[Saved data entries]
......
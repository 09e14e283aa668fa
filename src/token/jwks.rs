//! Key-set retrieval over HTTP.

// crates.io
use jsonwebtoken::jwk::JwkSet;
use reqwest::Client;
use url::Url;
// self
use crate::{_prelude::*, security, token::TokenError};

/// Limits applied to every key-set fetch.
#[derive(Clone, Debug)]
pub struct FetchPolicy {
	/// Refuse non-HTTPS key-set URLs.
	pub require_https: bool,
	/// Per-request timeout.
	pub timeout: Duration,
	/// Maximum accepted body size in bytes.
	pub max_bytes: u64,
}

/// Fetch and parse the key set published at `url`.
///
/// Every failure, including an oversized or unparsable body, is reported as
/// [`TokenError::KeySetUnavailable`].
pub async fn fetch_key_set(
	client: &Client,
	url: &Url,
	policy: &FetchPolicy,
) -> std::result::Result<JwkSet, TokenError> {
	if policy.require_https {
		security::enforce_https(url).map_err(|e| TokenError::KeySetUnavailable(e.to_string()))?;
	}

	let start = Instant::now();
	let response = client
		.get(url.clone())
		.timeout(policy.timeout)
		.send()
		.await
		.map_err(|e| TokenError::KeySetUnavailable(e.to_string()))?;
	let status = response.status();

	if !status.is_success() {
		return Err(TokenError::KeySetUnavailable(format!("{url} returned {status}")));
	}
	if let Some(length) = response.content_length()
		&& length > policy.max_bytes
	{
		return Err(oversized(length, policy.max_bytes));
	}

	let bytes = response.bytes().await.map_err(|e| TokenError::KeySetUnavailable(e.to_string()))?;

	if bytes.len() as u64 > policy.max_bytes {
		return Err(oversized(bytes.len() as u64, policy.max_bytes));
	}

	let jwks: JwkSet = serde_json::from_slice(&bytes)
		.map_err(|e| TokenError::KeySetUnavailable(format!("invalid key set: {e}")))?;

	tracing::debug!(
		url = %url,
		status = %status,
		keys = jwks.keys.len(),
		elapsed = ?start.elapsed(),
		"jwks fetch complete"
	);

	Ok(jwks)
}

fn oversized(size: u64, limit: u64) -> TokenError {
	TokenError::KeySetUnavailable(format!(
		"Response size {size} bytes exceeds the configured guard of {limit} bytes."
	))
}
//! Account lifecycle, token validation, and session refresh core for a social-networking backend
//! backed by a managed identity provider.

#![deny(clippy::all, missing_docs, unused_crate_dependencies)]

pub mod account;
pub mod api;
pub mod config;
pub mod follow;
pub mod metrics;
pub mod post;
pub mod provider;
pub mod security;
pub mod session;
pub mod signer;
pub mod store;
pub mod token;
pub mod validation;

mod error;
mod _prelude {
	pub use std::{sync::Arc, time::Duration};

	pub use chrono::{DateTime, Utc};
	pub use tokio::time::Instant;

	pub use crate::{Error, Result};
}
#[cfg(test)] mod testing;

#[cfg(feature = "prometheus")] pub use crate::metrics::install_default_exporter;
pub use crate::{
	account::AccountService,
	api::Api,
	config::Config,
	error::{AuthFailure, Conflict, Error, FieldError, Result, ValidationErrors},
	follow::{FlagUpdate, FollowService},
	post::{LikeState, PostService},
	provider::{CognitoClient, IdentityProvider, ProviderError},
	session::{SessionOutcome, SessionPolicy},
	store::MemoryStore,
	token::{Claims, TokenVerifier},
};
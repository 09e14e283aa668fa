//! Framework-agnostic request surface over `http` types.
//!
//! [`Api::handle`] routes a buffered request to the account, follow, and post services and
//! renders every error through [`Error::status_code`] and [`Error::public_message`]. The session
//! policy wraps every route except sign-out, which deletes the cookies itself. On sign-in the
//! policy runs after the handler, so a refresh triggered by stale request cookies replaces the
//! freshly issued ones.

// crates.io
use http::{HeaderMap, HeaderValue, Request, Response, StatusCode, header::CONTENT_TYPE};
use serde::{Deserialize, Serialize, de::DeserializeOwned};
use serde_json::json;
use uuid::Uuid;
// self
use crate::{
	_prelude::*,
	account::AccountService,
	config::Config,
	error::AuthFailure,
	follow::FollowService,
	post::PostService,
	provider::{Credentials, IdentityProvider, SignUpData},
	session::{
		SessionPolicy,
		cookie::{self, ACCESS_TOKEN_COOKIE, REFRESH_TOKEN_COOKIE},
	},
	store::{FollowStore, PostStore, User, UserDirectory},
	token::TokenVerifier,
};

type ApiResponse = Response<Vec<u8>>;

#[derive(Deserialize)]
struct NewPost {
	#[serde(default)]
	content: String,
}

#[derive(Serialize)]
struct SignedIn {
	token_type: String,
	expires_in: u64,
}

/// HTTP adapter over the account core.
#[derive(Debug)]
pub struct Api<P, S> {
	accounts: AccountService<P, S>,
	follows: FollowService<S>,
	posts: PostService<S>,
	session: SessionPolicy<P>,
	refresh_cookie_max_age: Duration,
}
impl<P, S> Api<P, S>
where
	P: IdentityProvider,
	S: UserDirectory + FollowStore + PostStore,
{
	/// Build the adapter and its token verifier from `config`.
	pub fn new(provider: Arc<P>, store: Arc<S>, config: &Config) -> Result<Self> {
		let verifier = Arc::new(TokenVerifier::new(config)?);

		Self::with_verifier(provider, store, verifier, config)
	}

	/// Build the adapter around an existing verifier.
	pub fn with_verifier(
		provider: Arc<P>,
		store: Arc<S>,
		verifier: Arc<TokenVerifier>,
		config: &Config,
	) -> Result<Self> {
		Ok(Self {
			accounts: AccountService::new(provider.clone(), store.clone(), verifier.clone(), config)?,
			follows: FollowService::new(store.clone()),
			posts: PostService::new(store),
			session: SessionPolicy::new(provider, verifier),
			refresh_cookie_max_age: config.refresh_cookie_max_age,
		})
	}

	/// Serve one request.
	pub async fn handle(&self, request: Request<Vec<u8>>) -> ApiResponse {
		if !is_session_managed(request.uri().path()) {
			return self.route(request).await;
		}

		match self.session.wrap(request, |request| self.route(request)).await {
			Ok(response) => response,
			Err(e) => {
				let mut response = error_response(&e);

				if let Err(e) = cookie::clear_session(response.headers_mut()) {
					tracing::error!(error = %e, "failed to clear session cookies");
				}

				response
			},
		}
	}

	async fn route(&self, request: Request<Vec<u8>>) -> ApiResponse {
		let method = request.method().as_str().to_owned();
		let path = request.uri().path().to_owned();
		let segments: Vec<&str> = path.split('/').filter(|s| !s.is_empty()).collect();
		let result = match (method.as_str(), segments.as_slice()) {
			("POST", ["signup"]) => self.sign_up(&request).await,
			("POST", ["signin"]) => self.sign_in(&request).await,
			("POST", ["signout"]) => self.sign_out(&request).await,
			("POST", [action @ ("follow" | "unfollow" | "mute" | "block")]) =>
				self.relationship(&request, action).await,
			("POST", ["posts"]) => self.create_post(&request).await,
			("DELETE", ["posts", id]) => self.delete_post(&request, id).await,
			("POST", ["posts", id, "like"]) => self.toggle_like(&request, id).await,
			_ => Err(Error::NotFound { resource: "route", id: path.clone() }),
		};

		tracing::debug!(%method, %path, ok = result.is_ok(), "request handled");

		result.unwrap_or_else(|e| error_response(&e))
	}

	async fn sign_up(&self, request: &Request<Vec<u8>>) -> Result<ApiResponse> {
		let data: SignUpData = parse_json(request.body())?;
		let user = self.accounts.create_user(data).await?;

		json_response(StatusCode::CREATED, &user)
	}

	async fn sign_in(&self, request: &Request<Vec<u8>>) -> Result<ApiResponse> {
		let credentials: Credentials = parse_json(request.body())?;
		let tokens = self.accounts.sign_in(credentials).await?;
		let mut response = json_response(StatusCode::OK, &SignedIn {
			token_type: tokens.token_type,
			expires_in: tokens.expires_in,
		})?;
		let headers = response.headers_mut();

		cookie::set_cookie(
			headers,
			ACCESS_TOKEN_COOKIE,
			&tokens.access_token,
			Duration::from_secs(tokens.expires_in),
		)?;
		cookie::set_cookie(
			headers,
			REFRESH_TOKEN_COOKIE,
			&tokens.refresh_token,
			self.refresh_cookie_max_age,
		)?;

		Ok(response)
	}

	async fn sign_out(&self, request: &Request<Vec<u8>>) -> Result<ApiResponse> {
		if let Some(token) = cookie::parse_cookie(request.headers(), ACCESS_TOKEN_COOKIE) {
			self.accounts.sign_out(&token).await;
		}

		let mut response = json_response(StatusCode::OK, &json!({ "message": "Signed out." }))?;

		cookie::clear_session(response.headers_mut())?;

		Ok(response)
	}

	async fn relationship(&self, request: &Request<Vec<u8>>, action: &str) -> Result<ApiResponse> {
		let user = self.current_user(request.headers()).await?;
		let query = Query::parse(request.uri().query());
		let target = query.require("user_id")?;

		if target != user.external_id
			&& self.accounts.directory().find_by_external_id(target).await?.is_none()
		{
			return Err(Error::NotFound { resource: "user", id: target.to_owned() });
		}

		match action {
			"follow" => {
				let follow = self.follows.follow(&user.external_id, target).await?;

				json_response(StatusCode::CREATED, &follow)
			},
			"unfollow" => {
				self.follows.unfollow(&user.external_id, target).await?;

				json_response(StatusCode::OK, &json!({ "message": "Unfollowed." }))
			},
			_ => {
				let value = query.flag("value")?;
				let changed = if action == "mute" {
					self.follows.mute(&user.external_id, target, value).await?
				} else {
					self.follows.block(&user.external_id, target, value).await?
				};

				json_response(StatusCode::OK, &json!({ "changed": changed }))
			},
		}
	}

	async fn create_post(&self, request: &Request<Vec<u8>>) -> Result<ApiResponse> {
		let user = self.current_user(request.headers()).await?;
		let NewPost { content } = parse_json(request.body())?;
		let post = self.posts.create_post(&user.external_id, &content).await?;

		json_response(StatusCode::CREATED, &post)
	}

	async fn delete_post(&self, request: &Request<Vec<u8>>, id: &str) -> Result<ApiResponse> {
		let user = self.current_user(request.headers()).await?;

		self.posts.delete_post(&user.external_id, parse_post_id(id)?).await?;

		let mut response = Response::new(Vec::new());

		*response.status_mut() = StatusCode::NO_CONTENT;

		Ok(response)
	}

	async fn toggle_like(&self, request: &Request<Vec<u8>>, id: &str) -> Result<ApiResponse> {
		let user = self.current_user(request.headers()).await?;
		let state = self.posts.toggle_like(&user.external_id, parse_post_id(id)?).await?;

		json_response(StatusCode::OK, &state)
	}

	async fn current_user(&self, headers: &HeaderMap) -> Result<User> {
		let token = cookie::parse_cookie(headers, ACCESS_TOKEN_COOKIE)
			.ok_or(Error::Authentication(AuthFailure::MissingToken))?;

		self.accounts.authenticated_user(&token).await
	}
}

struct Query(Vec<(String, String)>);
impl Query {
	fn parse(raw: Option<&str>) -> Self {
		Self(url::form_urlencoded::parse(raw.unwrap_or_default().as_bytes()).into_owned().collect())
	}

	fn get(&self, key: &str) -> Option<&str> {
		self.0.iter().find(|(k, v)| k == key && !v.is_empty()).map(|(_, v)| v.as_str())
	}

	fn require(&self, key: &'static str) -> Result<&str> {
		self.get(key).ok_or_else(|| Error::validation(key, "This field is required."))
	}

	fn flag(&self, key: &'static str) -> Result<bool> {
		match self.get(key) {
			None | Some("true") => Ok(true),
			Some("false") => Ok(false),
			Some(_) => Err(Error::validation(key, "Must be 'true' or 'false'.")),
		}
	}
}

fn is_session_managed(path: &str) -> bool {
	path.trim_end_matches('/') != "/signout"
}

fn parse_json<T>(body: &[u8]) -> Result<T>
where
	T: DeserializeOwned,
{
	serde_json::from_slice(body).map_err(|e| {
		tracing::debug!(error = %e, "rejecting malformed body");

		Error::validation("body", "Malformed JSON body.")
	})
}

fn parse_post_id(id: &str) -> Result<Uuid> {
	Uuid::parse_str(id).map_err(|_| Error::NotFound { resource: "post", id: id.to_owned() })
}

fn json_response<T>(status: StatusCode, body: &T) -> Result<ApiResponse>
where
	T: Serialize,
{
	let response = Response::builder()
		.status(status)
		.header(CONTENT_TYPE, "application/json")
		.body(serde_json::to_vec(body)?)?;

	Ok(response)
}

fn error_response(error: &Error) -> ApiResponse {
	let status = error.status_code();

	if status.is_server_error() {
		tracing::error!(%error, "request failed");
	} else {
		tracing::debug!(%error, "request rejected");
	}

	let body = match error {
		Error::Validation(errors) => json!({ "errors": errors }),
		_ => json!({ "error": error.public_message() }),
	};
	let mut response = Response::new(body.to_string().into_bytes());

	*response.status_mut() = status;
	response.headers_mut().insert(CONTENT_TYPE, HeaderValue::from_static("application/json"));

	response
}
......
» **What needs to be done**
For every line of the entries holding the string "action", add one to a tally; give the final figure only.

» **Task output**
5